Customer Sign-Up Flow
If by checking does the customer account already exist in the system we determine that new customer is accessing the platform, it should be taken into the Sign-up flow.
The main difference in the Sign-up flow of brands using email and phone number customer authentication type is the validation of the customer's email or phone number using the one-time password.

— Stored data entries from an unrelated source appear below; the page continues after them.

/*
 * Copyright (c) Meta Platforms, Inc. and affiliates.
 * All rights reserved.
 *
 * This source code is licensed under the BSD-style license found in the
 * LICENSE file in the root directory of this source tree.
 */

use std::collections::hash_map::DefaultHasher;
use std::hash::Hash;
use std::hash::Hasher;

use super::laws::EqualityProperty;
use super::laws::HashProperty;
use crate::checklist::Checklist;
use crate::registry::Magma;

fn hash_of<T: Hash>(value: &T) -> u64 {
    let mut hasher = DefaultHasher::new();
    value.hash(&mut hasher);
    hasher.finish()
}

pub(crate) fn check_equality<M: Magma>(checklist: &mut Checklist<EqualityProperty>, examples: &[M]) {
    use EqualityProperty::*;

    if M::native_equality().is_none() {
        checklist.not_applicable(Native);
    }
    for (i, a) in examples.iter().enumerate() {
        checklist.check(Reflexive, a.equal(a), || format!("{} is not equal to itself", a));
        for (j, b) in examples.iter().enumerate() {
            let equal = a.equal(b);
            if i != j {
                checklist.check(DistinctExamples, !equal, || {
                    format!("examples #{} ({}) and #{} ({}) compare equal", i, a, j, b)
                });
            }
            checklist.check(NotEqual, a.not_equal(b) != equal, || {
                format!("equal({}, {}) and not_equal({}, {}) agree", a, b, a, b)
            });
            if let Some(native) = M::native_equality() {
                checklist.check(Native, native(a, b) == equal, || {
                    format!("equal({}, {}) is {} but == says {}", a, b, equal, !equal)
                });
            }
        }
    }
    // A single example has no distinct pair to compare.
    if examples.len() == 1 {
        checklist.not_applicable(DistinctExamples);
    }
}

pub(crate) fn check_hash<M, R>(
    checklist: &mut Checklist<HashProperty>,
    examples: &[M],
    convert: impl Fn(&M) -> R,
) where
    M: Magma + Hash,
    R: Magma + Hash,
{
    use HashProperty::*;

    let converted: Vec<R> = examples.iter().map(&convert).collect();
    for (a, ra) in examples.iter().zip(&converted) {
        checklist.check(CastPreservesMembership, ra.is_member() == a.is_member(), || {
            format!("{} converts to {} with different membership", a, ra)
        });
        checklist.check(CastPreservesHash, hash_of(a) == hash_of(ra), || {
            format!("{} and its conversion {} hash differently", a, ra)
        });
        for (b, rb) in examples.iter().zip(&converted) {
            let equal = a.equal(b);
            if equal {
                checklist.check(EqualValuesHashEqual, hash_of(a) == hash_of(b), || {
                    format!("{} and {} are equal but hash differently", a, b)
                });
            } else {
                checklist.tick_off(EqualValuesHashEqual);
            }
            checklist.check(CastPreservesEquality, ra.equal(rb) == equal, || {
                format!(
                    "equal({}, {}) is {} but equal({}, {}) is {}",
                    a, b, equal, ra, rb, !equal
                )
            });
        }
    }
}
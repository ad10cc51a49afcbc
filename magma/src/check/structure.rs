/*
 * Copyright (c) Meta Platforms, Inc. and affiliates.
 * All rights reserved.
 *
 * This source code is licensed under the BSD-style license found in the
 * LICENSE file in the root directory of this source tree.
 */

//! Type-level checks: membership, equality, order, reversal and
//! printing, independent of any operation.

use super::laws::MagmaProperty;
use crate::checklist::Checklist;
use crate::config::CheckerConfig;
use crate::registry::Magma;
use crate::tag::same_magma;
use crate::tag::tag_name;

pub(crate) fn check_structure<M: Magma>(
    checklist: &mut Checklist<MagmaProperty>,
    examples: &[M],
    config: &CheckerConfig,
) {
    check_static::<M>(checklist);
    for a in examples {
        check_one(checklist, a, config);
    }
    for a in examples {
        for b in examples {
            check_two(checklist, a, b);
        }
    }
    for a in examples {
        for b in examples {
            for c in examples {
                check_three(checklist, a, b, c);
            }
        }
    }
}

fn check_static<M: Magma>(checklist: &mut Checklist<MagmaProperty>) {
    use MagmaProperty::*;

    let qualified =
        same_magma::<M, &M>() && same_magma::<M, &mut M>() && same_magma::<M, Box<M>>();
    checklist.check(Qualifiers, qualified, || {
        format!("qualified forms of {} carry a different tag", tag_name::<M>())
    });

    match M::non_member() {
        Some(sentinel) => {
            checklist.check(NonMember, !sentinel.is_member(), || {
                format!("non-member sentinel {} is a member", sentinel)
            });
        }
        None => checklist.not_applicable(NonMember),
    }
    if M::native_equality().is_none() {
        checklist.not_applicable(NativeEquality);
    }
    if M::native_inequality().is_none() {
        checklist.not_applicable(NativeInequality);
    }
    if M::compare().is_none() {
        checklist.not_applicable(CompareAsymmetric);
        checklist.not_applicable(CompareTransitive);
        checklist.not_applicable(CompareEquality);
    }
    if M::reverse().is_none() {
        checklist.not_applicable(ReverseInvolution);
        checklist.not_applicable(ReverseMembership);
    }
    if M::print().is_none() {
        checklist.not_applicable(Print);
    }
}

fn check_one<M: Magma>(checklist: &mut Checklist<MagmaProperty>, a: &M, config: &CheckerConfig) {
    use MagmaProperty::*;

    checklist.check(Membership, a.is_member(), || {
        format!("example {} is not a member of {}", a, tag_name::<M>())
    });
    checklist.check(EqualityReflexive, a.equal(a), || {
        format!("{} is not equal to itself", a)
    });
    checklist.check(ApproximateEquality, a.approximately_equal(a, config.tolerance), || {
        format!("{} is not approximately equal to itself", a)
    });
    if let Some(less) = M::compare() {
        checklist.check(CompareAsymmetric, !less(a, a), || {
            format!("{} sorts before itself", a)
        });
    }
    if let Some(reverse) = M::reverse() {
        let reversed = reverse(a);
        checklist.check(ReverseMembership, reversed.is_member(), || {
            format!("reverse({}) = {} is not a member", a, reversed)
        });
        let back = reverse(&reversed);
        checklist.check(ReverseInvolution, back.equal(a), || {
            format!("reverse(reverse({})) = {}", a, back)
        });
    }
    if let Some(print) = M::print() {
        let printed = print(a);
        let displayed = a.to_string();
        checklist.check(Print, printed == displayed, || {
            format!("print gives {:?}, Display gives {:?}", printed, displayed)
        });
    }
}

fn check_two<M: Magma>(checklist: &mut Checklist<MagmaProperty>, a: &M, b: &M) {
    use MagmaProperty::*;

    let equal = a.equal(b);
    let unequal = a.not_equal(b);
    checklist.check(NotEqual, unequal != equal, || {
        format!("equal({}, {}) and not_equal({}, {}) agree", a, b, a, b)
    });
    if let Some(native) = M::native_equality() {
        checklist.check(NativeEquality, native(a, b) == equal, || {
            format!("equal({}, {}) is {} but == says {}", a, b, equal, !equal)
        });
    }
    if let Some(native) = M::native_inequality() {
        checklist.check(NativeInequality, native(a, b) == unequal, || {
            format!("not_equal({}, {}) is {} but != says {}", a, b, unequal, !unequal)
        });
    }
    if let Some(less) = M::compare() {
        let (ab, ba) = (less(a, b), less(b, a));
        checklist.check(CompareAsymmetric, !(ab && ba), || {
            format!("{} and {} each sort before the other", a, b)
        });
        checklist.check(CompareEquality, (!ab && !ba) == equal, || {
            if equal {
                format!("{} and {} are equal but one sorts before the other", a, b)
            } else {
                format!("{} and {} are unequal but neither sorts first", a, b)
            }
        });
    }
}

fn check_three<M: Magma>(checklist: &mut Checklist<MagmaProperty>, a: &M, b: &M, c: &M) {
    use MagmaProperty::*;

    if a.equal(b) && a.equal(c) {
        checklist.check(EqualityTransitive, b.equal(c), || {
            format!("{} equals {} and {} but they differ", a, b, c)
        });
    } else {
        checklist.tick_off(EqualityTransitive);
    }
    if let Some(less) = M::compare() {
        checklist.check(CompareTransitive, strict_weak_order(less, a, b, c), || {
            format!("compare is not a strict weak order on {}, {}, {}", a, b, c)
        });
    }
}

/// Transitivity of `less` and of its incomparability on one triple.
pub(crate) fn strict_weak_order<M>(less: fn(&M, &M) -> bool, a: &M, b: &M, c: &M) -> bool {
    let transitive = !(less(a, b) && less(b, c)) || less(a, c);
    let incomparable = |x: &M, y: &M| !less(x, y) && !less(y, x);
    let incomparability = !(incomparable(a, b) && incomparable(b, c)) || incomparable(a, c);
    transitive && incomparability
}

With the email authentication type, to be able to register their account customers will need to confirm that they own the provided email address by entering the one-time password that is sent to that email while with the phone number authentication type, the customer’s phone number will be validated in the same way.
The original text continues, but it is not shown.